Breast Pap Test Helpful, Not Replacement of Mammograms

March 12, 2009 - Gail Lebovic, M.D., a nationally prominent breast and oncoplastic surgeon, will discuss breast cancer risk assessment with the HALO Breast Pap Test, plus innovative surgical options for patients, at the National Consortium of Breast Centers (NCBC) annual meeting in Las Vegas.

The HALO Breast Pap Test will also be featured in two scientific poster presentations at the NCBC meeting. HALO is not a replacement for current routine screening with breast exams and mammograms. It is suited is for women over 25 and is especially helpful for younger women who are not yet getting mammograms, or whose mammograms are less effective due to dense breast tissue that can obscure the detection of lesions.

Dr.
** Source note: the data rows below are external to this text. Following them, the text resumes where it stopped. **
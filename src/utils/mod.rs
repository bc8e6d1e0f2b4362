use tokio::process::Command;

use crate::config::MediaConfig;

/// Format file size in human-readable format
pub fn format_file_size(bytes: u64) -> String {
    const UNITS: &[&str] = &["B", "KB", "MB", "GB", "TB"];
    const THRESHOLD: f64 = 1024.0;

    if bytes == 0 {
        return "0 B".to_string();
    }

    let bytes_f = bytes as f64;
    let unit_index = (bytes_f.log10() / THRESHOLD.log10()).floor() as usize;
    let unit_index = unit_index.min(UNITS.len() - 1);

    let size = bytes_f / THRESHOLD.powi(unit_index as i32);

    if unit_index == 0 {
        format!("{} {}", bytes, UNITS[unit_index])
    } else {
        format!("{:.1} {}", size, UNITS[unit_index])
    }
}

/// Format duration in human-readable format
pub fn format_duration(seconds: f64) -> String {
    let total_seconds = seconds as u64;
    let hours = total_seconds / 3600;
    let minutes = (total_seconds % 3600) / 60;
    let secs = total_seconds % 60;

    if hours > 0 {
        format!("{}h {}m {}s", hours, minutes, secs)
    } else if minutes > 0 {
        format!("{}m {}s", minutes, secs)
    } else {
        format!("{}s", secs)
    }
}

/// An external tool the pipeline shells out to
#[derive(Debug, Clone)]
pub struct ToolStatus {
    pub name: &'static str,
    pub path: String,
    pub purpose: &'static str,
    /// First line of the version output, `None` when the tool could not run
    pub version: Option<String>,
}

impl ToolStatus {
    pub fn is_available(&self) -> bool {
        self.version.is_some()
    }
}

/// Probe the configured yt-dlp and ffmpeg binaries
pub async fn check_dependencies(media: &MediaConfig) -> Vec<ToolStatus> {
    let (yt_dlp, ffmpeg) = tokio::join!(
        tool_version(&media.yt_dlp_path, "--version"),
        tool_version(&media.ffmpeg_path, "-version"),
    );

    vec![
        ToolStatus {
            name: "yt-dlp",
            path: media.yt_dlp_path.clone(),
            purpose: "required for YouTube metadata and audio",
            version: yt_dlp,
        },
        ToolStatus {
            name: "ffmpeg",
            path: media.ffmpeg_path.clone(),
            purpose: "required to re-encode non-audio downloads",
            version: ffmpeg,
        },
    ]
}

/// Run `command version_flag` and return the first line of its stdout
pub async fn tool_version(command: &str, version_flag: &str) -> Option<String> {
    let output = Command::new(command).arg(version_flag).output().await.ok()?;
    if !output.status.success() {
        return None;
    }

    String::from_utf8_lossy(&output.stdout)
        .lines()
        .next()
        .map(|line| line.trim().to_string())
        .filter(|line| !line.is_empty())
}
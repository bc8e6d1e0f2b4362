use async_trait::async_trait;
use bytes::Bytes;
use futures_util::stream::BoxStream;
use serde::{Deserialize, Serialize};
use std::fmt;
use url::Url;

pub mod youtube;

pub use youtube::YoutubeExtractor;

use crate::{Result, ScribeError};

/// Hosts that carry the video id in the `v` query parameter
const QUERY_HOSTS: &[&str] = &[
    "youtube.com",
    "www.youtube.com",
    "m.youtube.com",
    "music.youtube.com",
    "gaming.youtube.com",
];

/// Path prefixes on youtube.com that carry the id as the next segment
const PATH_PREFIXES: &[&str] = &["embed", "v", "shorts", "live"];

const VIDEO_ID_LEN: usize = 11;

/// Raw audio bytes as they arrive from the video host
pub type AudioStream = BoxStream<'static, std::io::Result<Bytes>>;

/// A validated 11-character YouTube video id
#[derive(Debug, Clone, PartialEq, Eq, Hash, Serialize, Deserialize)]
pub struct VideoId(String);

impl VideoId {
    /// Extract the video id from any supported YouTube URL form.
    ///
    /// Accepts `watch?v=` URLs on the YouTube hosts, `youtu.be/<id>` short links and the
    /// `/embed/`, `/v/`, `/shorts/` and `/live/` paths. A longer id is cut to 11 characters
    /// before validation, as YouTube itself ignores trailing garbage.
    pub fn parse(input: &str) -> std::result::Result<Self, ScribeError> {
        let trimmed = input.trim();
        let invalid = |reason: &str| ScribeError::InvalidUrl(format!("{} ({})", reason, trimmed));

        let parsed = Url::parse(trimmed).map_err(|_| invalid("not a URL"))?;
        if !matches!(parsed.scheme(), "http" | "https") {
            return Err(invalid("URL must use HTTP or HTTPS protocol"));
        }

        let host = parsed.host_str().unwrap_or_default().to_lowercase();
        let query_id = parsed
            .query_pairs()
            .find(|(key, _)| key == "v")
            .map(|(_, value)| value.into_owned())
            .filter(|v| !v.is_empty());

        let id = match query_id {
            Some(id) if QUERY_HOSTS.contains(&host.as_str()) => id,
            None if host == "youtu.be" => first_segment(&parsed, 0),
            None if QUERY_HOSTS[..2].contains(&host.as_str()) => {
                let prefix = first_segment(&parsed, 0);
                if PATH_PREFIXES.contains(&prefix.as_str()) {
                    first_segment(&parsed, 1)
                } else {
                    String::new()
                }
            }
            _ if !QUERY_HOSTS.contains(&host.as_str()) && host != "youtu.be" => {
                return Err(invalid("not a YouTube domain"));
            }
            _ => String::new(),
        };

        if id.is_empty() {
            return Err(invalid("no video id found"));
        }

        let id: String = id.chars().take(VIDEO_ID_LEN).collect();
        let valid = id.chars().count() == VIDEO_ID_LEN
            && id
                .chars()
                .all(|c| c.is_ascii_alphanumeric() || c == '-' || c == '_');
        if !valid {
            return Err(invalid("malformed video id"));
        }

        Ok(Self(id))
    }

    pub fn as_str(&self) -> &str {
        &self.0
    }

    /// Canonical watch URL handed to the extraction tool
    pub fn watch_url(&self) -> String {
        format!("https://www.youtube.com/watch?v={}", self.0)
    }
}

impl fmt::Display for VideoId {
    fn fmt(&self, f: &mut fmt::Formatter<'_>) -> fmt::Result {
        f.write_str(&self.0)
    }
}

fn first_segment(url: &Url, index: usize) -> String {
    url.path_segments()
        .and_then(|mut segments| segments.nth(index))
        .unwrap_or_default()
        .to_string()
}

/// Video metadata needed for the response
#[derive(Debug, Clone, Default, Serialize, Deserialize)]
pub struct VideoMetadata {
    pub title: String,

    /// Ordered from lowest to highest resolution
    pub thumbnails: Vec<Thumbnail>,

    /// Duration in seconds if known
    pub duration: Option<f64>,
}

#[derive(Debug, Clone, Serialize, Deserialize)]
pub struct Thumbnail {
    pub url: String,
    pub width: Option<u32>,
    pub height: Option<u32>,
}

impl VideoMetadata {
    /// The last thumbnail, which the host lists as the highest resolution
    pub fn best_thumbnail(&self) -> Option<&Thumbnail> {
        self.thumbnails.last()
    }
}

/// A source of video metadata and audio streams
#[cfg_attr(test, mockall::automock)]
#[async_trait]
pub trait VideoSource: Send + Sync {
    /// Fetch title and thumbnails
    async fn fetch_metadata(&self, video: &VideoId) -> Result<VideoMetadata>;

    /// Open an audio-only byte stream
    async fn open_audio_stream(&self, video: &VideoId) -> Result<AudioStream>;

    /// Get the name of this platform
    fn platform_name(&self) -> &'static str;
}

#[cfg(test)]
mod tests {
    use super::*;

    fn id(url: &str) -> Option<String> {
        VideoId::parse(url).ok().map(|id| id.as_str().to_string())
    }

    #[test]
    fn test_watch_urls() {
        assert_eq!(id("https://www.youtube.com/watch?v=dQw4w9WgXcQ").as_deref(), Some("dQw4w9WgXcQ"));
        assert_eq!(id("http://youtube.com/watch?feature=share&v=dQw4w9WgXcQ").as_deref(), Some("dQw4w9WgXcQ"));
        assert_eq!(id("https://m.youtube.com/watch?v=dQw4w9WgXcQ&t=42").as_deref(), Some("dQw4w9WgXcQ"));
        assert_eq!(id("https://music.youtube.com/watch?v=dQw4w9WgXcQ").as_deref(), Some("dQw4w9WgXcQ"));
        assert_eq!(id("  https://www.youtube.com/watch?v=dQw4w9WgXcQ  ").as_deref(), Some("dQw4w9WgXcQ"));
    }

    #[test]
    fn test_short_and_path_urls() {
        assert_eq!(id("https://youtu.be/dQw4w9WgXcQ").as_deref(), Some("dQw4w9WgXcQ"));
        assert_eq!(id("https://youtu.be/dQw4w9WgXcQ?si=abc").as_deref(), Some("dQw4w9WgXcQ"));
        assert_eq!(id("https://www.youtube.com/embed/dQw4w9WgXcQ").as_deref(), Some("dQw4w9WgXcQ"));
        assert_eq!(id("https://youtube.com/shorts/dQw4w9WgXcQ").as_deref(), Some("dQw4w9WgXcQ"));
        assert_eq!(id("https://www.youtube.com/v/dQw4w9WgXcQ").as_deref(), Some("dQw4w9WgXcQ"));
        assert_eq!(id("https://www.youtube.com/live/dQw4w9WgXcQ").as_deref(), Some("dQw4w9WgXcQ"));
    }

    #[test]
    fn test_long_id_is_truncated() {
        assert_eq!(id("https://www.youtube.com/watch?v=dQw4w9WgXcQextra").as_deref(), Some("dQw4w9WgXcQ"));
    }

    #[test]
    fn test_rejected_urls() {
        assert!(id("").is_none());
        assert!(id("not a url").is_none());
        assert!(id("ftp://www.youtube.com/watch?v=dQw4w9WgXcQ").is_none());
        assert!(id("https://vimeo.com/watch?v=dQw4w9WgXcQ").is_none());
        assert!(id("https://www.youtube.com/").is_none());
        assert!(id("https://www.youtube.com/channel/UC38IQsAvIsxxjztdMZQtwHA").is_none());
        assert!(id("https://www.youtube.com/watch?v=short").is_none());
        assert!(id("https://www.youtube.com/watch?v=dQw4w9WgX!Q").is_none());
        assert!(id("https://youtu.be/").is_none());
    }

    #[test]
    fn test_invalid_url_error_kind() {
        let err = VideoId::parse("https://example.com/video").unwrap_err();
        assert!(matches!(err, ScribeError::InvalidUrl(_)));
        assert!(err.to_string().contains("not a YouTube domain"));
    }

    #[test]
    fn test_best_thumbnail_is_last() {
        let thumb = |url: &str| Thumbnail {
            url: url.to_string(),
            width: None,
            height: None,
        };
        let metadata = VideoMetadata {
            title: "t".into(),
            thumbnails: vec![thumb("small"), thumb("medium"), thumb("large")],
            duration: None,
        };
        assert_eq!(metadata.best_thumbnail().map(|t| t.url.as_str()), Some("large"));
        assert!(VideoMetadata::default().best_thumbnail().is_none());
    }
}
Lebovic’s talk, “Risk Assessment and Oncoplastic Surgery,” will be presented as a breakfast symposium on March 18 from 6:15 a.m. to 7:30 a.m. in Diamond Rooms 1-3 at the Planet Hollywood Resort in Las Vegas. She is director of Women’s Services at the renowned Cooper Clinic at Craig Ranch in McKinney, TX, and the incoming president of the American Society of Breast Disease.

Dr. Lebovic will note that when it comes to breast cancer, “medicine is shifting from a “diagnose-and-treat” perspective, to more of a “screen-and-prevent” approach. She feels this shift has potential to save lives and potentially reduce healthcare costs. This transition is being made possible by new tools for breast cancer risk assessment and prevention.

One of the risk assessment tools Dr. Lebovic will discuss is an automated, noninvasive method of collecting nipple aspirate fluid from women over age 25, using the HALO Breast Pap Test. The nipple aspirate (NAF) fluid is examined to identify women who may be at an increased risk of developing breast cancer in the future.

Dr. Lebovic will also be discussing oncoplastic surgery, including innovative techniques she developed and helped pioneer. Oncoplastic surgery focuses on surgical methods that help preserve tissue and minimize scarring without compromising cancer removal. When breast cancer is detected early, tumors tend to be smaller and can be removed while leaving more of the breast tissue or skin intact. Dr. Lebovic has also perfected techniques that allow tumor removal and breast reconstruction to be achieved in a fewer number of surgical procedures. These techniques can produce better aesthetic outcomes for the patient and have potential to help reduce healthcare costs.

“The key to oncoplastic surgery is finding tumors that are small (early breast cancers), and in order to find tumors when they are small, we need to know who is at high risk,” said Dr. Lebovic. “But the majority of women diagnosed with breast cancer today had no idea they were at risk until a lump was felt or found on a mammogram. By then, the tumor may have been growing for years. One myth is that family history is a good indicator of risk. However, the majority of women with breast cancer have no family history of the disease at all. In fact, eight out of nine women who develop breast cancer don’t have a direct relative who had the disease.

“Collecting and analyzing nipple aspirate fluid is the first easy, proven method for helping us identify high-risk individuals among asymptomatic women so we know where to focus our preventive and screening methods,” Dr. Lebovic added. “If we find precancerous changes in NAF, we can prevent some patients’ cancers and locate other cancers at earlier stages where surgical options are much better.”

Also at the NCBC meeting, a poster by Alice Police, M.D., a breast surgeon, and Linda Frye, M.D., a radiologist, will show how identifying atypia in NAF using the HALO Breast Pap Test improved the care they were able to provide specific patients at their practice, Pacific Breast Care, in Costa Mesa, Calif.

The second poster featuring NAF atypia is co-authored by Dr. Police and Patricia Korber, M.D., OB/GYN with Newport Beach OB/GYN Medical Group, in Newport Beach, Calif. This poster will show how HALO has made possible a collaborative relationship between the two doctors’ practices in which women with elevated breast cancer risk are presented with risk-reduction options.